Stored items
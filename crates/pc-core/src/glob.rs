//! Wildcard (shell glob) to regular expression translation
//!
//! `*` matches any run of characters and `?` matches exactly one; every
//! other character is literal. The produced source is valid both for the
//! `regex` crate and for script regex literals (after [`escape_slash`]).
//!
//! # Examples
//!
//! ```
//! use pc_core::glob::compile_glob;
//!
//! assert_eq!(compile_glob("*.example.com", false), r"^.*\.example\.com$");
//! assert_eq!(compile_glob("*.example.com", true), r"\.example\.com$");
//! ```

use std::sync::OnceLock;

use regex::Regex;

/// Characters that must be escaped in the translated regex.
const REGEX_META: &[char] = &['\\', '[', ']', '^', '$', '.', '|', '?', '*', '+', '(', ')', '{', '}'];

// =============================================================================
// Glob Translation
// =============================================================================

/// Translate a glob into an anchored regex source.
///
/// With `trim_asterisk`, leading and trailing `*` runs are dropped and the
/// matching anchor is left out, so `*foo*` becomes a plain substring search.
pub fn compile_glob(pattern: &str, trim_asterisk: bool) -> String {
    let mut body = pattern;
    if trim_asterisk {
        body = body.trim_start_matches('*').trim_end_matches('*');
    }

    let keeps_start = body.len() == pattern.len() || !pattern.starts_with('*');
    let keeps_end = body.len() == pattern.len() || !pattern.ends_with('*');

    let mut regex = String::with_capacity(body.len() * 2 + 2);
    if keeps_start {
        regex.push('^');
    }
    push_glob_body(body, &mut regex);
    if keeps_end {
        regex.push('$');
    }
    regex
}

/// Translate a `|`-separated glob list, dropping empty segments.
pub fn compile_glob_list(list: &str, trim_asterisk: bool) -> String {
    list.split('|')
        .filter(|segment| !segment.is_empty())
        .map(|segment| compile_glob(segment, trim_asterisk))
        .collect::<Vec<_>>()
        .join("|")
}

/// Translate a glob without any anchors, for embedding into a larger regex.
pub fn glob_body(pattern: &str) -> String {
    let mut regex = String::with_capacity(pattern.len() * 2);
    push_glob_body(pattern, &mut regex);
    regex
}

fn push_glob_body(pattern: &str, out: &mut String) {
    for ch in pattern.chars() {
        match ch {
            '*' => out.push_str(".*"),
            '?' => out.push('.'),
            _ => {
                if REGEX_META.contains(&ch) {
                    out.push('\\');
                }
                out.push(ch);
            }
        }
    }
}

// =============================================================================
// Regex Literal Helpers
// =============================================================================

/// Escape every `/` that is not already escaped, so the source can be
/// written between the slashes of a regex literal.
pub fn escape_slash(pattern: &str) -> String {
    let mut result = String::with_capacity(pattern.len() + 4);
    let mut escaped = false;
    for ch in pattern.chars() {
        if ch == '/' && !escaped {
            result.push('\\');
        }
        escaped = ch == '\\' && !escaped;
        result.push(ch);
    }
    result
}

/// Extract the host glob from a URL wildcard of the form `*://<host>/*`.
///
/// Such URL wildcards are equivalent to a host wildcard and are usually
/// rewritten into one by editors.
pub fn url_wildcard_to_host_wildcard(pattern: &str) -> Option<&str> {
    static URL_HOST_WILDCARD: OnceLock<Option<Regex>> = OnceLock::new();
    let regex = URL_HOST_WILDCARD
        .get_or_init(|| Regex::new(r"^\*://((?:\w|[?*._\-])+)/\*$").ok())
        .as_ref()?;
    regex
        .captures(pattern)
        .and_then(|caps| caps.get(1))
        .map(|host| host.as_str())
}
---
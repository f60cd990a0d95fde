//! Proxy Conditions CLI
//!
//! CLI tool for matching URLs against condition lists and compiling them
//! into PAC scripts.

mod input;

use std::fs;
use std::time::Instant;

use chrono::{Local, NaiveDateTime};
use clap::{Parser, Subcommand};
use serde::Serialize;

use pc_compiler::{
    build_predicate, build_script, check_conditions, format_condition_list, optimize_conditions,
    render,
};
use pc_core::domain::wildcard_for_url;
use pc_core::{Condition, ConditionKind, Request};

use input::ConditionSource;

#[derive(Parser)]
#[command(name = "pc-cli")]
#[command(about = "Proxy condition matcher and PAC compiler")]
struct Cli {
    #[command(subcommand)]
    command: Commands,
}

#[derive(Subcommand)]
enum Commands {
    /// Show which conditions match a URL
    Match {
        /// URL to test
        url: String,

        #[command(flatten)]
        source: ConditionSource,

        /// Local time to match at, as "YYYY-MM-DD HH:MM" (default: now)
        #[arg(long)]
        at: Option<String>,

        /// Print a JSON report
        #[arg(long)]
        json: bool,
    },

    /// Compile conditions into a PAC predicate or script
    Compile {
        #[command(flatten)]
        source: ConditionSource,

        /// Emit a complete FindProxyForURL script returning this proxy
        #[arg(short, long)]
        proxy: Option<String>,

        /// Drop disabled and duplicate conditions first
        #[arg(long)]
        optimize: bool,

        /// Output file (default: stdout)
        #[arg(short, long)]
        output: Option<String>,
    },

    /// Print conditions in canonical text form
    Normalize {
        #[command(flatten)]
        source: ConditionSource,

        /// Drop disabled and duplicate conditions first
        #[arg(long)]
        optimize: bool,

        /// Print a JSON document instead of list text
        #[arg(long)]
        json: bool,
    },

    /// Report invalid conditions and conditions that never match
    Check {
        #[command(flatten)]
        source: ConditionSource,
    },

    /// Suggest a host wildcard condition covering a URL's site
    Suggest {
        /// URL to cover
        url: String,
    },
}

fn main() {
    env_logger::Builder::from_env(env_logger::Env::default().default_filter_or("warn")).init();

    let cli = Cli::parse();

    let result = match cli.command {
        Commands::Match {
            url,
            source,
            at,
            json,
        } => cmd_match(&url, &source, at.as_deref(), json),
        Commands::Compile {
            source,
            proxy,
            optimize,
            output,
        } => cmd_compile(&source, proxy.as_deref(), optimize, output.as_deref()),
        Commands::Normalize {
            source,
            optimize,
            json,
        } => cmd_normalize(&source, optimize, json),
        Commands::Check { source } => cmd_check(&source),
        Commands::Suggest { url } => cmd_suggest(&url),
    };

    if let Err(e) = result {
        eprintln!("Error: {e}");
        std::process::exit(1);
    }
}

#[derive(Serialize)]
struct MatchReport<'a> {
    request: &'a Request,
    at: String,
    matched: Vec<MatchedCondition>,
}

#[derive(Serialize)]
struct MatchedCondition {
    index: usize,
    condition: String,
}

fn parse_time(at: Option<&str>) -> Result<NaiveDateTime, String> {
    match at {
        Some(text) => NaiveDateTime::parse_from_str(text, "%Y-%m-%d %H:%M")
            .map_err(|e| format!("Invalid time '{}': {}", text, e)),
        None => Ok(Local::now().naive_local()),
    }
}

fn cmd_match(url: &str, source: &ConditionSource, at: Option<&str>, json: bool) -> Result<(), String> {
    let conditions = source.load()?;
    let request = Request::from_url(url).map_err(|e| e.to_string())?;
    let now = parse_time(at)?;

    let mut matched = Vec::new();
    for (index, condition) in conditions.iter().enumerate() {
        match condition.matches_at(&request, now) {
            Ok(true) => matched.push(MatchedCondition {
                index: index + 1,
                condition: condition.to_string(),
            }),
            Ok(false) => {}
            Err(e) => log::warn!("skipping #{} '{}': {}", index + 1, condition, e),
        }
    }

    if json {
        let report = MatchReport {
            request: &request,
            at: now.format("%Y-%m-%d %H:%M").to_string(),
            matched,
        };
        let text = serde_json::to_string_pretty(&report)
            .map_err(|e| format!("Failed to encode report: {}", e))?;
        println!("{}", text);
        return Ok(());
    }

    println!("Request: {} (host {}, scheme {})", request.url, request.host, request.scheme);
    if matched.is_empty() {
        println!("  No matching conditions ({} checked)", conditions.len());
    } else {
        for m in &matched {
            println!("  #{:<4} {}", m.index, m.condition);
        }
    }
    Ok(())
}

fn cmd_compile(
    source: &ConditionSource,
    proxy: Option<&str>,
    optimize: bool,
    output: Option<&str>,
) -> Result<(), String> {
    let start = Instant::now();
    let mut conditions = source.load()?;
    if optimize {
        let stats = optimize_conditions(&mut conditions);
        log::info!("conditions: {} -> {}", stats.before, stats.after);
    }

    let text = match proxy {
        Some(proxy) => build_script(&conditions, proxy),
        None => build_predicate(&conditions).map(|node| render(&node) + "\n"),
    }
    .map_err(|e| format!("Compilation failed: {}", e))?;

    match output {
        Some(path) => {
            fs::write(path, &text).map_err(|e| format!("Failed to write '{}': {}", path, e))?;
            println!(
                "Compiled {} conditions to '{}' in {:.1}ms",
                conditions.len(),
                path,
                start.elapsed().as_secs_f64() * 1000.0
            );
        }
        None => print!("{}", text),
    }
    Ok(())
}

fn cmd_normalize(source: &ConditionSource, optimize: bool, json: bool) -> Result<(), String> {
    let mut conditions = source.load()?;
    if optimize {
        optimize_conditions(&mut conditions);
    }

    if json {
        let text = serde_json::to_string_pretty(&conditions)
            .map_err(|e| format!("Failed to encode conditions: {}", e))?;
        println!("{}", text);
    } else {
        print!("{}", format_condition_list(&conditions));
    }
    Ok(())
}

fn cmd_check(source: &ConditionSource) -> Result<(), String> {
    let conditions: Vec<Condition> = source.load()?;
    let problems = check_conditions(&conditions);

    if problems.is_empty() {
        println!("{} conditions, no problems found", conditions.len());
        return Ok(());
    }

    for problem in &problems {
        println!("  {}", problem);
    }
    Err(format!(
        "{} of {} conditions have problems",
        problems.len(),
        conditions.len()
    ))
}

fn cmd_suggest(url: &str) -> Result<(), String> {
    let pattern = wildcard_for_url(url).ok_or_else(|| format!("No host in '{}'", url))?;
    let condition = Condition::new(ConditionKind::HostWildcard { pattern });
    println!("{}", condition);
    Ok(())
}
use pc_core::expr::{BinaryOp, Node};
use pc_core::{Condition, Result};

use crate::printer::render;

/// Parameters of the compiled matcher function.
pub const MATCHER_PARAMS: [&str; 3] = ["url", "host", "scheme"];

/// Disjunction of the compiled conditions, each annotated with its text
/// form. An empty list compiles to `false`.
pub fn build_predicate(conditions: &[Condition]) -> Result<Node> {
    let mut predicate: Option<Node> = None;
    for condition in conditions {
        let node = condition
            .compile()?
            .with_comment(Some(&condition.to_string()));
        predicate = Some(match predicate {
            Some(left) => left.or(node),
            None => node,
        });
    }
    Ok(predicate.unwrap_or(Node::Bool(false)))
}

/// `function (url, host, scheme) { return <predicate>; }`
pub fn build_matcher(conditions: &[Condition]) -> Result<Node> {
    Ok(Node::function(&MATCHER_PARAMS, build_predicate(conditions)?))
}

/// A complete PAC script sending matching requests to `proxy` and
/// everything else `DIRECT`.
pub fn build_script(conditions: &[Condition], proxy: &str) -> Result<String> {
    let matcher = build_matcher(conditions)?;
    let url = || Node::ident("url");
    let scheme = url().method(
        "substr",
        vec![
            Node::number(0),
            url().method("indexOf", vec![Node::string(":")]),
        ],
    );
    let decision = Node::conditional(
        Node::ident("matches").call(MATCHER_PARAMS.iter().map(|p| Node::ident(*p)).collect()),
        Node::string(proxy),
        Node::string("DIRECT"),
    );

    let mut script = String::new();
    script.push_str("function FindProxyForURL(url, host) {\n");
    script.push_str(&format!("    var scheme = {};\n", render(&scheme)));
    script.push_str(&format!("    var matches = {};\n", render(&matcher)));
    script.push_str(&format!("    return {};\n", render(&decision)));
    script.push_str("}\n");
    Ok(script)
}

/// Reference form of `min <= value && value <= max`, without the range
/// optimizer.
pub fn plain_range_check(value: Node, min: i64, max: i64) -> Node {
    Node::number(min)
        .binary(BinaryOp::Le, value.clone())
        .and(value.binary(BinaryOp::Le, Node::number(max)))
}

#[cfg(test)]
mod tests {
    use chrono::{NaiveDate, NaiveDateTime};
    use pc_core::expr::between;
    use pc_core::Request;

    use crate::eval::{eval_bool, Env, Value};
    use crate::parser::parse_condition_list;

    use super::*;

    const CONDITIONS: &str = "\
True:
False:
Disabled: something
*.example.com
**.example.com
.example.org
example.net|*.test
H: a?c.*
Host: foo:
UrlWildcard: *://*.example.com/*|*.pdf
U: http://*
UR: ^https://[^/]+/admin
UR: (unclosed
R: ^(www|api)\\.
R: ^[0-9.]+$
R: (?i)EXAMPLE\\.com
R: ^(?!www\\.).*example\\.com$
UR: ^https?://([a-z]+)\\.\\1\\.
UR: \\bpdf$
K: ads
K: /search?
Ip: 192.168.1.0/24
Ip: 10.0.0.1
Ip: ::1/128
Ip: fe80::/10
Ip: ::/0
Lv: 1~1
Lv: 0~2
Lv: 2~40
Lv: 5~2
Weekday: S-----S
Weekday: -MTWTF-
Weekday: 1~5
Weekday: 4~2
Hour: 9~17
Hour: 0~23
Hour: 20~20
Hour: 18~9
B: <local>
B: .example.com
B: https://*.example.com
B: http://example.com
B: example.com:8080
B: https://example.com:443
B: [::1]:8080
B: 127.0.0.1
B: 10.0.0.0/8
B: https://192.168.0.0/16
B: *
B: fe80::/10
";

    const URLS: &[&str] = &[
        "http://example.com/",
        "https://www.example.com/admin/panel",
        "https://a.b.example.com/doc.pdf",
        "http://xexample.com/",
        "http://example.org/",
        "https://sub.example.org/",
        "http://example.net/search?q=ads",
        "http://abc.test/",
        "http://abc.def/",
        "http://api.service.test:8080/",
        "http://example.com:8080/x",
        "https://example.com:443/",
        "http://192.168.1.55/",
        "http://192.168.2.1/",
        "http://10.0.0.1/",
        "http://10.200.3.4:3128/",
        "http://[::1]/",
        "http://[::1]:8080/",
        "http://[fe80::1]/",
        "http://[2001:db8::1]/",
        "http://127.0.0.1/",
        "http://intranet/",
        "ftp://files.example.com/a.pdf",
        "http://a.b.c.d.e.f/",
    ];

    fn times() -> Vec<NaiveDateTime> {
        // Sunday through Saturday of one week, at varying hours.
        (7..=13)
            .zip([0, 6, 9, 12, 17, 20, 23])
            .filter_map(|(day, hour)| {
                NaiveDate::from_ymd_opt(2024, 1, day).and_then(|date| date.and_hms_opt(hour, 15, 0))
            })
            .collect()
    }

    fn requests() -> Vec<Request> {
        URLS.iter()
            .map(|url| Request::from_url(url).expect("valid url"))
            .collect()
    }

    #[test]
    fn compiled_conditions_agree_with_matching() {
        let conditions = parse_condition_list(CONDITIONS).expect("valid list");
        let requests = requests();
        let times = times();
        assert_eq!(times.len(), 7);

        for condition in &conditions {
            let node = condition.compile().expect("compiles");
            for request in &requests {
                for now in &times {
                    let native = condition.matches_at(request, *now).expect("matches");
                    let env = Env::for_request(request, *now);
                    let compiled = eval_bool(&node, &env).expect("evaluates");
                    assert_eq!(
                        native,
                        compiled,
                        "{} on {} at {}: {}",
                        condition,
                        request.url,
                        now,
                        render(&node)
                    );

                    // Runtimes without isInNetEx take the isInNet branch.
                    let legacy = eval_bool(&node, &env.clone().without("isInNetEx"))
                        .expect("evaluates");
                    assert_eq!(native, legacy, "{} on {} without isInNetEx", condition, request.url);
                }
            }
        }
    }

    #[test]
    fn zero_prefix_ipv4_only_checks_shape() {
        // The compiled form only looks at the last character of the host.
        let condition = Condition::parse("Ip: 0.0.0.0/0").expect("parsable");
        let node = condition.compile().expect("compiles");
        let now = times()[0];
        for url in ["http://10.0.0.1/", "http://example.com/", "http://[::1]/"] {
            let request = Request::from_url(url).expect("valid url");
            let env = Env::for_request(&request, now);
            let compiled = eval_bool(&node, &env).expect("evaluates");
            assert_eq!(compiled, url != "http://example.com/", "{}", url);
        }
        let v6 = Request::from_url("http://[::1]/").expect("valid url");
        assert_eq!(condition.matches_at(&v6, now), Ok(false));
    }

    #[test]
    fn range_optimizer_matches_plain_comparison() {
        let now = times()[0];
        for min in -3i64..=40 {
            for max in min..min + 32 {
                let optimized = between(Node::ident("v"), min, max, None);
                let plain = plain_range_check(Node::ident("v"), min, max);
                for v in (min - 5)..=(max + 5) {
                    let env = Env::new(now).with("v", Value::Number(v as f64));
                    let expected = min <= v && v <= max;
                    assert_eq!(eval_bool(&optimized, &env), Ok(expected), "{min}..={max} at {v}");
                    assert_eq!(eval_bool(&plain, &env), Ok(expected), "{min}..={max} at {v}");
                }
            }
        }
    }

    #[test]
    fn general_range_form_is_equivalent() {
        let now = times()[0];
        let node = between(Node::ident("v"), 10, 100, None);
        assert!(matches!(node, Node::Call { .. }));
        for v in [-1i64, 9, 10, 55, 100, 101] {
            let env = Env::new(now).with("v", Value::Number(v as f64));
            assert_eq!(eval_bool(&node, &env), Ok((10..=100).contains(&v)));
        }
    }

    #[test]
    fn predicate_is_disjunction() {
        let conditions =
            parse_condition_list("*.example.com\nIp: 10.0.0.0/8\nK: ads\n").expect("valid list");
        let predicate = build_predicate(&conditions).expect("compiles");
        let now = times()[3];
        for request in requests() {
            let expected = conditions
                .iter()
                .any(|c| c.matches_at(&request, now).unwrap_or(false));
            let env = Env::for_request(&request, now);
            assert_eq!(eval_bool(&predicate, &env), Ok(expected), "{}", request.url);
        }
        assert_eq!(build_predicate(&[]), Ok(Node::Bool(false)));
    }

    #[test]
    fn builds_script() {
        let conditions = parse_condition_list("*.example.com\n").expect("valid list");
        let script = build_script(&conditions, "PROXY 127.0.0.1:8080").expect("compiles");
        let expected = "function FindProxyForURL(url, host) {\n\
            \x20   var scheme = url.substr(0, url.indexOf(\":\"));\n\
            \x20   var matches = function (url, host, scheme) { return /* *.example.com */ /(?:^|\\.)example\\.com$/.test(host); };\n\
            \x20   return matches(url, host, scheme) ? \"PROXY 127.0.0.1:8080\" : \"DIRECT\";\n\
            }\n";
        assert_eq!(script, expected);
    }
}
---
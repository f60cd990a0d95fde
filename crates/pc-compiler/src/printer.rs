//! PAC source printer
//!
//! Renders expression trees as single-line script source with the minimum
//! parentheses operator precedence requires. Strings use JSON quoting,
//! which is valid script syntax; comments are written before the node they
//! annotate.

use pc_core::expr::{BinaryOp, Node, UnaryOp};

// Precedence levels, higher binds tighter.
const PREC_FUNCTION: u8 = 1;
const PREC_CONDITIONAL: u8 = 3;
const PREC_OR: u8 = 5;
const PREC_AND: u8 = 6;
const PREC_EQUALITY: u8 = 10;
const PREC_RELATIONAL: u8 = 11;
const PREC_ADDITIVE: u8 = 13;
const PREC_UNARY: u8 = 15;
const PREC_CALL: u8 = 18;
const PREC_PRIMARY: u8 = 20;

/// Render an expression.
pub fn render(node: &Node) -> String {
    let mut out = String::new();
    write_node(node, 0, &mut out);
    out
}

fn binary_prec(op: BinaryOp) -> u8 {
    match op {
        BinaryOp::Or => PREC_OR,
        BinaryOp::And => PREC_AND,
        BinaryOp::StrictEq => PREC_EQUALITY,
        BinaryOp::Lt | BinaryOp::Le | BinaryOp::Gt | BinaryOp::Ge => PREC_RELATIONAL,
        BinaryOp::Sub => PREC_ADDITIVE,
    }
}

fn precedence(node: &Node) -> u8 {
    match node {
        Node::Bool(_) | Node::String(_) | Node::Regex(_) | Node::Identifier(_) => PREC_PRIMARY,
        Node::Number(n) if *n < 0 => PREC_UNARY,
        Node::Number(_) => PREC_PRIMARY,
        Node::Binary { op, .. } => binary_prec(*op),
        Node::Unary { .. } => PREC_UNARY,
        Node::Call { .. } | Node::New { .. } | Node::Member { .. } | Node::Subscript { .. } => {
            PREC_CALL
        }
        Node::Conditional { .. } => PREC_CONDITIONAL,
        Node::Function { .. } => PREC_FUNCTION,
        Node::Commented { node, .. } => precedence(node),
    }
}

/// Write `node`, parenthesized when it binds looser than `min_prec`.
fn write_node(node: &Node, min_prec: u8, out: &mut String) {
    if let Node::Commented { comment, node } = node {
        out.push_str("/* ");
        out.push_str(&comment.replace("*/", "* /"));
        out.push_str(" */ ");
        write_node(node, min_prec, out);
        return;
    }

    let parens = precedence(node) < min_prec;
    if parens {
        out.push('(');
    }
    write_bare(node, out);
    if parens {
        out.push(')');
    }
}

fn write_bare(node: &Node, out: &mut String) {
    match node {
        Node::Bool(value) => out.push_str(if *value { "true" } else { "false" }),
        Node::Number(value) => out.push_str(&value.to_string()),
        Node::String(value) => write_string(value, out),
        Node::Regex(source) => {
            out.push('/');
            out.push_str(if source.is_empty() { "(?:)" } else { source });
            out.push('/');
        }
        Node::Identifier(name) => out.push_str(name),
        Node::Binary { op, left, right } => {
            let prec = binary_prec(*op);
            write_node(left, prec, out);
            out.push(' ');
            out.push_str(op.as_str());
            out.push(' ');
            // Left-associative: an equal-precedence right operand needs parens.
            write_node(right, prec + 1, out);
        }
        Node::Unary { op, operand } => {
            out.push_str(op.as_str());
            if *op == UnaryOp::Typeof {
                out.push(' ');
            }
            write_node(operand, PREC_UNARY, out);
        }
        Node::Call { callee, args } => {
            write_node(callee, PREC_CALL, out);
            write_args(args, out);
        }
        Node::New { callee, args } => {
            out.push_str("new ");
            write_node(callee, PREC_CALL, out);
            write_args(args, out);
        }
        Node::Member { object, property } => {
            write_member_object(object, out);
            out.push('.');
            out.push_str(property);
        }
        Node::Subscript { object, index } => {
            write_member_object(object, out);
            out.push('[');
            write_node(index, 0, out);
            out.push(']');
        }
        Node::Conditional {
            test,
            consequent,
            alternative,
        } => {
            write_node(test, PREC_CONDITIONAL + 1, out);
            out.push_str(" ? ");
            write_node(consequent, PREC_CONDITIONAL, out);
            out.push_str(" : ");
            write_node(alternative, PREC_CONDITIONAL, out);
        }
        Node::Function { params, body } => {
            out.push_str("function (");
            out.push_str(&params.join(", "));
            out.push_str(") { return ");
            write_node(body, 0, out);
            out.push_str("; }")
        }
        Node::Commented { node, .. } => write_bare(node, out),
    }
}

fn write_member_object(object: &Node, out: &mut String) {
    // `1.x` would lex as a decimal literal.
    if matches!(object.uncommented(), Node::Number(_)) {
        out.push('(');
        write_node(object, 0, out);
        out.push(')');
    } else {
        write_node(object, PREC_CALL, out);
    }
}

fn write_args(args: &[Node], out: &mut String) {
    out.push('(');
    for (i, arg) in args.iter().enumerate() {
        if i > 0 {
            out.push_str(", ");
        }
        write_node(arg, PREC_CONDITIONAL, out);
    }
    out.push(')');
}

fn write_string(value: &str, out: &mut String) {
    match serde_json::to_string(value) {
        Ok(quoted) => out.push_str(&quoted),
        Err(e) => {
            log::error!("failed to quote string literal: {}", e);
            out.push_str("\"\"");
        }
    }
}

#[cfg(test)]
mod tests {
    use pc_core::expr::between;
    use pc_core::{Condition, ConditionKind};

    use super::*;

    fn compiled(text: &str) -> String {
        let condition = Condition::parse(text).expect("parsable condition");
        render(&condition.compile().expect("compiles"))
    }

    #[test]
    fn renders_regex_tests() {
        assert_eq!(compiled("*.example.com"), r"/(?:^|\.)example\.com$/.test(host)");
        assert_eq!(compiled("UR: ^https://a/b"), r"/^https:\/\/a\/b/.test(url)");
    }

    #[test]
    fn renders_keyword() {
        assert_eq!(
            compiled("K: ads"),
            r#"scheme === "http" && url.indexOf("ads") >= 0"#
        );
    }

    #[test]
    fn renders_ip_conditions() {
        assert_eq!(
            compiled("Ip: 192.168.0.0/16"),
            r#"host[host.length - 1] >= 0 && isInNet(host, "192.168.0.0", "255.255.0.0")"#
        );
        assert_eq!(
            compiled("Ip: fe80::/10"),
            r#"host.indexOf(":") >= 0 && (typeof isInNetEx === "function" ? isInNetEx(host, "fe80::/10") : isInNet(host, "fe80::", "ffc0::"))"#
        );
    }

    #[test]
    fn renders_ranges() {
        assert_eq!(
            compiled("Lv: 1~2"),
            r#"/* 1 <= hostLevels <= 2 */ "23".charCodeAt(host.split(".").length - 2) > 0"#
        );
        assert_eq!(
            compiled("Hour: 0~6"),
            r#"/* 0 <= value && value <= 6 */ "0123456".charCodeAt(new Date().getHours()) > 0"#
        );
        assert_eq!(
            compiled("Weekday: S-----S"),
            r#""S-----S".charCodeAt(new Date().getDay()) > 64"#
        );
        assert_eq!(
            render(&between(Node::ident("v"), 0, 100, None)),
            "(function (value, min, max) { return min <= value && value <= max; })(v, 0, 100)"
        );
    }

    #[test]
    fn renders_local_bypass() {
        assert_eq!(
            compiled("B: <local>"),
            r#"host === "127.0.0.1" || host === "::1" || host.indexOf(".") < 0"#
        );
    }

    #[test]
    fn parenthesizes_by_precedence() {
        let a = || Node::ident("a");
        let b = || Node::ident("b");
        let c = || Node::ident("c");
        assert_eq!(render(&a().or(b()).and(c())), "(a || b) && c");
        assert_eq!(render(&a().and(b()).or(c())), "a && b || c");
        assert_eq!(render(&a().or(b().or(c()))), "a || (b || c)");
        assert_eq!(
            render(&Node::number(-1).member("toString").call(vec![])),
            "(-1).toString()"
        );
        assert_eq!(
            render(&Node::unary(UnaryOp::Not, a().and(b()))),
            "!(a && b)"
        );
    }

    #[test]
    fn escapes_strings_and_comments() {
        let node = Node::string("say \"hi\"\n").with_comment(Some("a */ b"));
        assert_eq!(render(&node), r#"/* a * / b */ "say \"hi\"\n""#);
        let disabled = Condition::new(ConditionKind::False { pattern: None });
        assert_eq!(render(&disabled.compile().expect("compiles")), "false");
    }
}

- Task brief: Scan the records above for the word "legacy". Copy each line that has it.

- Response for this exercise:
                    let legacy = eval_bool(&node, &env.clone().without("isInNetEx"))
                    assert_eq!(native, legacy, "{} on {} without isInNetEx", condition, request.url);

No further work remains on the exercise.